Full Specs Sheet: http://www.memoryexpress.com/Products/PID-MX28399(ME).aspx

This is primarily for doing schoolwork, but I'm also interested in doing light gaming (Steam most likely; TF2)
What is the difference between the i3 and i5 processor? (I'm a noob when it comes to this stuff), I know the i5 is Quad-Core (correct me if I'm wrong), what would be the proportional difference between these two computers in terms of speed/power (eg. one is __ times faster than the other)
Also, I'll be taking this to school, I have noticed that with a more powerful processor battery life tends to decrease, do you think that it would be overall worth it? (I'm aware at University I'll need to plug it in...)


----------



## Cameldude

http://en.wikipedia.org/wiki/Intel_Core,
thats the difference, the i5 would be faster, as you pointed out it has 4 cores rather than 2 in the i3. i see that the price is roughly the same, but the i5 one is much much better, a) the i5 processor, b) blu ray combo, c) not integrated graphics card, and prety good one, with 1gb. 
But and this is big But, (D) School work, Valve games (i.e. TF2, SCS, HL2, so on) you would need battery life, average performance, so for you, for what you have mentioned you would be doing with the computer, i would recommend the i3 one. unless you are going to play very intensive games, and using heavy programs, you do not really need the i5. But presonally the i5 computer that you have mentioned has much more for just that little extra. so again summery, if want portability, a little bit of gamiingm mostly school work, then the i3, if want a bit more intensive gaming, watch blu rays, a bit less school work, less portability since the i3 one is 13 inch and i5 is 15.
obviousely you decide, i personally go for the i5, but you perhaps do not really need all that power.


----------



## DMGrier

Your going to school which means your going to need battery so go with the i3. By the way I believe that i5 is only a dual core. Most i5's are only dual core's, there only a few that are quad. But I believe the i3 will do good for you and be better for college.


----------



## imaginaryD

Cameldude said:


> http://en.wikipedia.org/wiki/Intel_Core,
> thats the difference, the i5 would be faster, as you pointed out it has 4 cores rather than 2 in the i3. i see that the price is roughly the same, but the i5 one is much much better, a) the i5 processor, b) blu ray combo, c) not integrated graphics card, and prety good one, with 1gb.
> But and this is big But, (D) School work, Valve games (i.e. TF2, SCS, HL2, so on) you would need battery life, average performance, so for you, for what you have mentioned you would be doing with the computer, i would recommend the i3 one. unless you are going to play very intensive games, and using heavy programs, you do not really need the i5. But presonally the i5 computer that you have mentioned has much more for just that little extra. so again summery, if want portability, a little bit of gamiingm mostly school work, then the i3, if want a bit more intensive gaming, watch blu rays, a bit less school work, less portability since the i3 one is 13 inch and i5 is 15.
> obviousely you decide, i personally go for the i5, but you perhaps do not really need all that power.

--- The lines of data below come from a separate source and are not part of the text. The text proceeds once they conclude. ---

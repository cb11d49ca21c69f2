//! Label measurement seam.
//!
//! Widgets never talk to a font backend directly; they measure label text
//! through [`LabelMeasure`]. The toolkit ships [`FixedMetrics`], a
//! deterministic estimate, and real backends plug in behind the same trait.

use veldt_core::geometry::Size;

/// Measures the pixel extent of a label string at a given font size.
pub trait LabelMeasure {
    fn measure(&self, text: &str, size: f32) -> Size<i32>;
}

/// Deterministic fallback metrics: 0.6 em advance per character, 1.2 em line
/// height. Good enough for layout when no font backend is attached, and
/// stable for tests.
#[derive(Debug, Clone, Copy, Default)]
pub struct FixedMetrics;

impl LabelMeasure for FixedMetrics {
    fn measure(&self, text: &str, size: f32) -> Size<i32> {
        let chars = text.chars().count() as f32;
        Size::new(
            (chars * size * 0.6).ceil() as i32,
            (size * 1.2).ceil() as i32,
        )
    }
}

#[cfg(test)]
mod tests {
    use super::*;

    #[test]
    fn test_fixed_metrics_scales_with_length() {
        let m = FixedMetrics;
        let a = m.measure("ab", 10.0);
        let b = m.measure("abcd", 10.0);
        assert_eq!(a.width * 2, b.width);
        assert_eq!(a.height, b.height);
        assert_eq!(m.measure("", 10.0).width, 0);
    }
}
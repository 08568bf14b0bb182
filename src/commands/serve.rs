use anyhow::Result;
use log::info;
use tokio::io::{BufReader, stdin, stdout};

use crate::github::GetReleases;
use crate::mcp::Server;
use crate::runtime::Runtime;

use super::connect;

/// Run the protocol server on stdin/stdout until the client disconnects.
pub async fn serve<R: Runtime>(runtime: &R, api_url: Option<String>, version: &str) -> Result<()> {
    let github = connect(runtime, api_url)?;
    info!("Serving release tools on stdio against {}", github.api_url());
    Server::new(&github, version)
        .run(BufReader::new(stdin()), stdout())
        .await
}
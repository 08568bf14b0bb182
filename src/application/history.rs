//! History action - compare recorded versions against current releases.

use log::debug;
use serde::{Deserialize, Serialize};

use crate::batch::run_all;
use crate::github::{GetReleases, GitHubRepo};

/// A repository together with the version previously recorded for it.
#[derive(Serialize, Deserialize, Debug, Clone, PartialEq, Eq)]
pub struct HistoryEntry {
    pub repository: String,
    pub version: String,
}

impl HistoryEntry {
    pub fn new(repository: impl Into<String>, version: impl Into<String>) -> Self {
        Self {
            repository: repository.into(),
            version: version.into(),
        }
    }
}

/// Outcome of comparing one [`HistoryEntry`] with the current release.
#[derive(Serialize, Deserialize, Debug, Clone, PartialEq, Eq, Default)]
pub struct HistoryResult {
    pub repository: String,
    pub historical_version: String,
    #[serde(default, skip_serializing_if = "Option::is_none")]
    pub current_version: Option<String>,
    #[serde(default)]
    pub has_update: bool,
    #[serde(default, skip_serializing_if = "Option::is_none")]
    pub error: Option<String>,
}

impl HistoryResult {
    /// Compare a recorded version with the current tag.
    ///
    /// Any difference in the tag string counts as an update; no version
    /// ordering is applied.
    pub fn compared(entry: HistoryEntry, current: String) -> Self {
        Self {
            has_update: current != entry.version,
            repository: entry.repository,
            historical_version: entry.version,
            current_version: Some(current),
            error: None,
        }
    }

    pub fn failed(entry: HistoryEntry, error: impl ToString) -> Self {
        Self {
            repository: entry.repository,
            historical_version: entry.version,
            current_version: None,
            has_update: false,
            error: Some(error.to_string()),
        }
    }
}

pub struct HistoryAction<'a, G: GetReleases + ?Sized> {
    github: &'a G,
}

impl<'a, G: GetReleases + ?Sized> HistoryAction<'a, G> {
    pub fn new(github: &'a G) -> Self {
        Self { github }
    }

    /// Re-fetch the current tag of every entry concurrently and flag changes.
    #[tracing::instrument(skip(self, entries))]
    pub async fn run(&self, entries: Vec<HistoryEntry>) -> Vec<HistoryResult> {
        run_all(entries, |entry| self.process(entry)).await
    }

    async fn process(&self, entry: HistoryEntry) -> HistoryResult {
        let repo = match entry.repository.parse::<GitHubRepo>() {
            Ok(repo) => repo,
            Err(e) => return HistoryResult::failed(entry, e),
        };

        match self.github.latest_tag(&repo).await {
            Ok(current) => {
                debug!(
                    "{}: recorded {}, current {}",
                    entry.repository, entry.version, current
                );
                HistoryResult::compared(entry, current)
            }
            Err(e) => {
                debug!("Failed to fetch {}: {}", entry.repository, e);
                HistoryResult::failed(entry, e)
            }
        }
    }
}
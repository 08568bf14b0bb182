use std::path::Path;

use anyhow::{Result, bail};
use log::info;

use crate::application::HistoryAction;
use crate::github::GetReleases;
use crate::output::format_history_results;
use crate::runtime::Runtime;

use super::connect;
use super::input::read_history;

/// Compare every `repository:version` line of `file` with the current release.
pub async fn history<R: Runtime>(
    runtime: &R,
    file: &Path,
    format: &str,
    api_url: Option<String>,
) -> Result<()> {
    let github = connect(runtime, api_url)?;
    println!("{}", run(runtime, &github, file, format).await?);
    Ok(())
}

#[tracing::instrument(skip(runtime, github))]
pub(super) async fn run<R: Runtime + ?Sized, G: GetReleases + ?Sized>(
    runtime: &R,
    github: &G,
    file: &Path,
    format: &str,
) -> Result<String> {
    let entries = read_history(runtime, file)?;
    if entries.is_empty() {
        bail!("no entries found in file: {}", file.display());
    }

    info!("Comparing {} recorded versions", entries.len());
    let results = HistoryAction::new(github).run(entries).await;

    let updates = results.iter().filter(|r| r.has_update).count();
    info!("{} of {} repositories have updates", updates, results.len());

    Ok(format_history_results(&results, format)?)
}
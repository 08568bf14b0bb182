use std::str::FromStr;

use crate::error::Error;

/// Repository identifier (owner/repo format).
#[derive(Debug, PartialEq, Eq, Hash, Clone)]
pub struct GitHubRepo {
    pub owner: String,
    pub repo: String,
}

impl std::fmt::Display for GitHubRepo {
    fn fmt(&self, f: &mut std::fmt::Formatter<'_>) -> std::fmt::Result {
        write!(f, "{}/{}", self.owner, self.repo)
    }
}

impl FromStr for GitHubRepo {
    type Err = Error;

    fn from_str(s: &str) -> Result<Self, Self::Err> {
        let parts: Vec<&str> = s.trim().split('/').map(str::trim).collect();
        match parts.as_slice() {
            [owner, repo] if !owner.is_empty() && !repo.is_empty() => Ok(GitHubRepo {
                owner: owner.to_string(),
                repo: repo.to_string(),
            }),
            _ => Err(Error::MalformedIdentifier(s.to_string())),
        }
    }
}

One of my main questions is...do you think the difference in battery life is that substantial to go with the i3 instead of the i5? I would most likely be playing the games at home rather than at school (for obvious reasons haha)


----------



## Cameldude

just a little bit, but i suggest do not use the turbo boost, since i have mine on and it sorry for the word but rapes the battery life, from the promised 4 hours, it barely does 1 and half. but i think generally the i5 would use more power, since it is more powerfull technically, so battery life would be lower at the same rate of use, compared with i3. 
DMGrier to you, well yes most i5 are dual core by structure, BUT, they have two physical cores and 2 virtual ones, thus making it a artificial quad core processor, its like i7, it has 4 physical cores, but overall it has 8, and then the super i7 core, has 6 physical, so overall 12 cores. and the virtual do prety well. sorry you probably know about this more than i do, i read this a while back when researching for my big computer.


----------